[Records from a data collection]
^^^^^^^^^^^^^^^^

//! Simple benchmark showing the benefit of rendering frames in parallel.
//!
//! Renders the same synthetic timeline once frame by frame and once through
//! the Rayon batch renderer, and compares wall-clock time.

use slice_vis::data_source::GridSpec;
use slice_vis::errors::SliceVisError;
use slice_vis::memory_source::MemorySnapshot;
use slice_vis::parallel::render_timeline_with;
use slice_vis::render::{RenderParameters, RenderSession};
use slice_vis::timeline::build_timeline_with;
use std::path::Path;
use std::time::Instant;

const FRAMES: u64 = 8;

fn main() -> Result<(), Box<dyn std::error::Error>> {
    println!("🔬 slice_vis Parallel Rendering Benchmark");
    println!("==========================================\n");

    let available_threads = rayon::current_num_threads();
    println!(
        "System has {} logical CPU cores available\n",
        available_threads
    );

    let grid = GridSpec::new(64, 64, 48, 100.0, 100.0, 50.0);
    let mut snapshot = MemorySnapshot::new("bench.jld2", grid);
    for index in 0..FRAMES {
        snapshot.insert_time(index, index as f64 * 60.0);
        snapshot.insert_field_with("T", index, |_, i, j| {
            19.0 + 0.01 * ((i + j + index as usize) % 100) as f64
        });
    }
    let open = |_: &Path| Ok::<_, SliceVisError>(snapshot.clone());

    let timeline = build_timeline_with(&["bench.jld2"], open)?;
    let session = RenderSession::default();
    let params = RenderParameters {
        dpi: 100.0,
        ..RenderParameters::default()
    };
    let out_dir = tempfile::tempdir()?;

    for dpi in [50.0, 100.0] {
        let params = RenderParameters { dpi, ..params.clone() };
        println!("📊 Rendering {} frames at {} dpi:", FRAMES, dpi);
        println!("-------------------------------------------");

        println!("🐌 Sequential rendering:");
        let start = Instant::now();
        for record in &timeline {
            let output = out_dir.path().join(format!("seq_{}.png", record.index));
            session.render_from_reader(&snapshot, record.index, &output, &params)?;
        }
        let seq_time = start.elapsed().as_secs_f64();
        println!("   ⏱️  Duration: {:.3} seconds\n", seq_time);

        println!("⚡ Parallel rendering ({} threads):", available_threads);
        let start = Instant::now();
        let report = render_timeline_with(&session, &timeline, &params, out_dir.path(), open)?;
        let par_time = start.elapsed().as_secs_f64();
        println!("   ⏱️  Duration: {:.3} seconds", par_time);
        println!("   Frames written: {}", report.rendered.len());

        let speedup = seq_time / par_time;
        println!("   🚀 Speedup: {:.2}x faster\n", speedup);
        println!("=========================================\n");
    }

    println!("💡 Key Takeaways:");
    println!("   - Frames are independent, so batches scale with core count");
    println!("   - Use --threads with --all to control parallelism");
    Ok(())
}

^^^^^^^^^^^^^^^^

From the line containing "let open = |_: &Path|" down to the last line of the records, transcribe every line exactly and add nothing else.

**Response below**:
    let open = |_: &Path| Ok::<_, SliceVisError>(snapshot.clone());

    let timeline = build_timeline_with(&["bench.jld2"], open)?;
    let session = RenderSession::default();
    let params = RenderParameters {
        dpi: 100.0,
        ..RenderParameters::default()
    };
    let out_dir = tempfile::tempdir()?;

    for dpi in [50.0, 100.0] {
        let params = RenderParameters { dpi, ..params.clone() };
        println!("📊 Rendering {} frames at {} dpi:", FRAMES, dpi);
        println!("-------------------------------------------");

        println!("🐌 Sequential rendering:");
        let start = Instant::now();
        for record in &timeline {
            let output = out_dir.path().join(format!("seq_{}.png", record.index));
            session.render_from_reader(&snapshot, record.index, &output, &params)?;
        }
        let seq_time = start.elapsed().as_secs_f64();
        println!("   ⏱️  Duration: {:.3} seconds\n", seq_time);

        println!("⚡ Parallel rendering ({} threads):", available_threads);
        let start = Instant::now();
        let report = render_timeline_with(&session, &timeline, &params, out_dir.path(), open)?;
        let par_time = start.elapsed().as_secs_f64();
        println!("   ⏱️  Duration: {:.3} seconds", par_time);
        println!("   Frames written: {}", report.rendered.len());

        let speedup = seq_time / par_time;
        println!("   🚀 Speedup: {:.2}x faster\n", speedup);
        println!("=========================================\n");
    }

    println!("💡 Key Takeaways:");
    println!("   - Frames are independent, so batches scale with core count");
    println!("   - Use --threads with --all to control parallelism");
    Ok(())
}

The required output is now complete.